The survey was conducted from December through March, before this year’s pups were born — when the numbers are lowest in a particular year, officials said.

“Our survey results continue to demonstrate that Michigan’s wolf population has recovered,” said Dan Kennedy, acting chief of the DNR’s Wildlife Division.

Wolves occasionally are spotted in the northern Lower Peninsula but no established population is known to exist there.

Wolves had mostly disappeared from most of the Lower 48 states in the last century because of shooting, trapping and poisoning, with support from government bounty programs.

They were added to the federal endangered species list in the 1970s, which made killing them illegal except to save human life. Afterward, a remnant population began migrating from Minnesota to northern Wisconsin and into Michigan’s U.P.

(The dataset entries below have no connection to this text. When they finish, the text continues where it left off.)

//! Quote lookup for valuation.
//!
//! ```text
//! PerformanceService → QuoteService → [MarketDataProvider, ...] (by priority)
//!                           ↓
//!                    per-symbol price cache
//! ```

mod providers;
mod quotes_service;
mod quotes_traits;


pub use providers::{build_providers, ProviderKind};
pub use quotes_service::QuoteService;
pub use quotes_traits::QuoteServiceTrait;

Numbers grew steadily. By 2004, wolves had reached the recovery goal of staying above 200 for five consecutive years. They were dropped from the state’s list of threatened and endangered species in 2009.

The population has leveled off over the past nine years and appears to have reached a “carrying capacity” of 600 to 700, said Cody Norton, a department wildlife management specialist.

The term refers to the number of wolves that can be supported by available food and habitat — and that humans will tolerate.

Wolves retain endangered status under federal law. The U.S. Fish and Wildlife Service has tried repeatedly to remove them from the list, only to be overruled by courts in response to lawsuits by environmental and animal-rights groups that contend the species remains vulnerable.

The federal agency again proposed lifting protections in March 2019 but has yet to take final action.